Ámsterdam, 29 enero .- La Agencia Europea del Medicamento (EMA) dio hoy luz verde al uso condicional de la vacuna de AstraZeneca y la Universidad de Oxford en la Unión Europea (UE), aunque solo para los mayores de 18 años, por considerar que no hay evidencias de su eficacia por debajo de esa edad.
La Comisión Europea tendrá ahora que estudiar las conclusiones del comité de medicamentos humanos (CHMP) de la EMA antes de dar definitivamente una licencia a esta farmacéutica, con la que se encuentra negociando la entrega de todas las dosis prometidas durante el primer trimestre de este año.
Según los expertos de la EMA, «no hay razones para pensar que esta vacuna no sea efectiva contra las mutaciones» que ha sufrido el SARS-CoV-2, (como la nueva cepa británica, aparentemente más contagiosa que las variantes anteriores del coronavirus), aunque la agencia prometió «seguir analizando esta cuestión» en las próximas semanas.
De lograr la licencia por parte de la Comisión, la de AstraZeneca será la tercera vacuna del covid-19 que se autoriza al mismo tiempo y en las mismas condiciones para todos los países de la UE desde que comenzó la pandemia, sumándose a las desarrolladas por Pfizer/BioNTech y Moderna.
El CHMP llegó a esta conclusión positiva a partir de los resultados combinados de cuatro ensayos clínicos, con unos 24.000 participantes en total, llevados a cabo en Reino Unido, Brasil y Sudáfrica, y que muestran que la vacuna de AstraZeneca es «segura y eficaz» para prevenir el covid-19 en adultos.
MAYORES DE 55 AÑOS, INCLUIDOS
La EMA subrayó que gran parte de los participantes en los estudios clínicos analizados tenían entre 18 y 55 años, por lo que «no hay suficientes resultados entre los voluntarios mayores de 55 años como para dar una cifra sobre cómo funciona la vacuna en este grupo», pero señaló que «se espera que proteja» porque la vacuna es segura, pero no dice cuán eficaz es a partir de esa edad.
No obstante, la EMA subrayó que este grupo tiene una respuesta inmune “suficiente” para recibir este fármaco, aunque espera más información de otros estudios clínicos en curso, que incluyen voluntarios de «edad avanzada» en una proporción suficiente como para sacar conclusiones sobre el porcentaje de eficacia.
Los efectos secundarios más comunes detectados en los ensayos clínicos son dolor y sensibilidad en el lugar de la inyección, dolor de cabeza, cansancio, dolor muscular, sensación general de malestar, escalofríos, fiebre, dolor en las articulaciones y náuseas.
Todos esos síntomas, que son de carácter leve o moderado y desaparecen unos días después de la vacunación, son habituales en cualquier otra vacuna o medicamento ya disponible en el mercado, recordó la EMA.
DOS DOSIS ESTÁNDAR, HASTA 12 SEMANAS DESPUÉS
Este antídoto, que demostró una eficacia de alrededor del 60% en los ensayos clínicos analizados, se tendrá que administrar en dos dosis estándar, y la segunda inyección deberá ponerse entre 4 y 12 semanas después de la primera.

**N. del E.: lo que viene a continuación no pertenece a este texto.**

//! Control Panel Widget
//! Left side panel with file selection, analysis and export controls.

use crate::data::REQUIRED_COLUMNS;
use egui::{Color32, RichText};
use std::path::PathBuf;

/// User settings for analysis
#[derive(Default, Clone)]
pub struct UserSettings {
    pub input_path: Option<PathBuf>,
}

/// Left side control panel with file selection and processing controls.
pub struct ControlPanel {
    pub settings: UserSettings,
    pub progress: f32,
    pub status: String,
    pub analyze_enabled: bool,
    pub export_enabled: bool,
    pub row_count: usize,
    pub transformer_count: usize,
}

impl Default for ControlPanel {
    fn default() -> Self {
        Self {
            settings: UserSettings::default(),
            progress: 0.0,
            status: "Ready".to_string(),
            analyze_enabled: false,
            export_enabled: false,
            row_count: 0,
            transformer_count: 0,
        }
    }
}

impl ControlPanel {
    pub fn new() -> Self {
        Self::default()
    }

    /// Update the panel after a file finished loading
    pub fn file_loaded(&mut self, row_count: usize) {
        self.row_count = row_count;
        self.analyze_enabled = row_count > 0;
        self.export_enabled = false;
        self.transformer_count = 0;
    }

    /// Update the panel after an analysis completed
    pub fn analysis_complete(&mut self, transformer_count: usize) {
        self.transformer_count = transformer_count;
        self.export_enabled = transformer_count > 0;
    }

    /// Draw the control panel
    pub fn show(&mut self, ui: &mut egui::Ui) -> ControlPanelAction {
        let mut action = ControlPanelAction::None;

        // Title
        ui.vertical_centered(|ui| {
            ui.add_space(5.0);
            ui.label(
                RichText::new("⚡ TrafoScope")
                    .size(22.0)
                    .color(Color32::from_rgb(100, 149, 237)),
            );
            ui.label(
                RichText::new("Transformer Loading Analyzer")
                    .size(11.0)
                    .color(Color32::GRAY),
            );
        });
        ui.add_space(10.0);
        ui.separator();
        ui.add_space(5.0);

        // ===== Data Source Section =====
        ui.label(RichText::new("📁 Data Source").size(14.0).strong());
        ui.add_space(5.0);

        egui::Frame::none()
            .fill(ui.visuals().widgets.noninteractive.bg_fill)
            .rounding(5.0)
            .inner_margin(8.0)
            .show(ui, |ui| {
                ui.horizontal(|ui| {
                    let path_text = self
                        .settings
                        .input_path
                        .as_ref()
                        .and_then(|p| p.file_name())
                        .map(|n| n.to_string_lossy().to_string())
                        .unwrap_or_else(|| "No file selected".to_string());

                    ui.label(RichText::new(&path_text).size(12.0).color(
                        if self.settings.input_path.is_some() {
                            Color32::WHITE
                        } else {
                            Color32::GRAY
                        },
                    ));

                    ui.with_layout(egui::Layout::right_to_left(egui::Align::Center), |ui| {
                        if ui.button("📂 Browse").clicked() {
                            action = ControlPanelAction::BrowseFile;
                        }
                    });
                });
            });

        ui.add_space(5.0);
        ui.label(
            RichText::new("Expected columns:")
                .size(11.0)
                .color(Color32::GRAY),
        );
        for col in REQUIRED_COLUMNS {
            ui.label(RichText::new(format!("  • {col}")).size(11.0).color(Color32::GRAY));
        }

        ui.add_space(15.0);
        ui.separator();
        ui.add_space(10.0);

        // ===== Action Buttons =====
        ui.vertical_centered(|ui| {
            ui.add_enabled_ui(self.analyze_enabled, |ui| {
                let button = egui::Button::new(RichText::new("▶ Analyze Loading").size(16.0))
                    .min_size(egui::vec2(200.0, 35.0));
                if ui.add(button).clicked() {
                    action = ControlPanelAction::Analyze;
                }
            });

            ui.add_space(8.0);

            ui.add_enabled_ui(self.export_enabled, |ui| {
                let csv_button = egui::Button::new(RichText::new("⬇ Export CSV").size(14.0))
                    .min_size(egui::vec2(150.0, 30.0));
                if ui.add(csv_button).clicked() {
                    action = ControlPanelAction::ExportCsv;
                }

                ui.add_space(5.0);

                let charts_button = egui::Button::new(RichText::new("🖼 Export Charts").size(14.0))
                    .min_size(egui::vec2(150.0, 30.0));
                if ui.add(charts_button).clicked() {
                    action = ControlPanelAction::ExportCharts;
                }
            });
        });

        ui.add_space(15.0);
        ui.separator();
        ui.add_space(10.0);

        // ===== Summary Section =====
        if self.row_count > 0 {
            ui.label(RichText::new("📋 Dataset").size(14.0).strong());
            ui.add_space(5.0);
            ui.label(RichText::new(format!("Rows: {}", self.row_count)).size(12.0));
            if self.transformer_count > 0 {
                ui.label(
                    RichText::new(format!("Transformers: {}", self.transformer_count)).size(12.0),
                );
            }
            ui.add_space(10.0);
            ui.separator();
            ui.add_space(10.0);
        }

        // ===== Progress Section =====
        ui.label(RichText::new("📊 Progress").size(14.0).strong());
        ui.add_space(5.0);

        ui.add(
            egui::ProgressBar::new(self.progress / 100.0)
                .show_percentage()
                .animate(self.progress > 0.0 && self.progress < 100.0),
        );

        ui.add_space(5.0);

        let status_color = if self.status.contains("Error") {
            Color32::from_rgb(220, 53, 69)
        } else if self.status.contains("Complete") {
            Color32::from_rgb(40, 167, 69)
        } else {
            Color32::GRAY
        };
        ui.label(RichText::new(&self.status).size(11.0).color(status_color));

        action
    }

    /// Set progress and status
    pub fn set_progress(&mut self, progress: f32, status: &str) {
        self.progress = progress;
        self.status = status.to_string();
    }
}

/// Actions triggered by control panel
#[derive(Debug, Clone, PartialEq)]
pub enum ControlPanelAction {
    None,
    BrowseFile,
    Analyze,
    ExportCsv,
    ExportCharts,
}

«Con esta tercera opinión positiva, hemos ampliado aún más el arsenal de vacunas disponibles para los estados miembros de la UE y el Espacio Económico Europeo (EEE) para combatir la pandemia y proteger a sus ciudadanos», explicó la directora ejecutiva de la EMA, Emer Cooke.
Subrayó que, como con Pfizer y Moderna, el CHMP ha evaluado «rigurosamente» la vacuna de AstraZeneca, y defendió que «la base científica» del trabajo de la EMA respalda su «firme compromiso de salvaguardar la salud de los ciudadanos» de la UE.
La decisión de aprobar este fármaco a nivel científico se tomó por unanimidad entre todos los representantes de los países de la Unión.
A diferencia de las otras dos vacunas, que necesitan estar almacenadas en congeladores, a menos 70 grados centígrados en el caso de Pfizer, y a menos 20 en Moderna, la de AstraZeneca se transporta y almacena en sistemas de refrigeración a entre 2 y 8 grados, y se puede conservar durante al menos seis meses en estas condiciones.
La farmacéutica mantiene un tira y afloja con Bruselas después de anunciar la semana pasada que, por problemas de producción del fármaco, planea entregar menos dosis de las prometidas a la UE, lo que supondrá que los europeos recibirán 31 millones de vacunas, en lugar de las 80 millones adquiridas en este primer trimestre.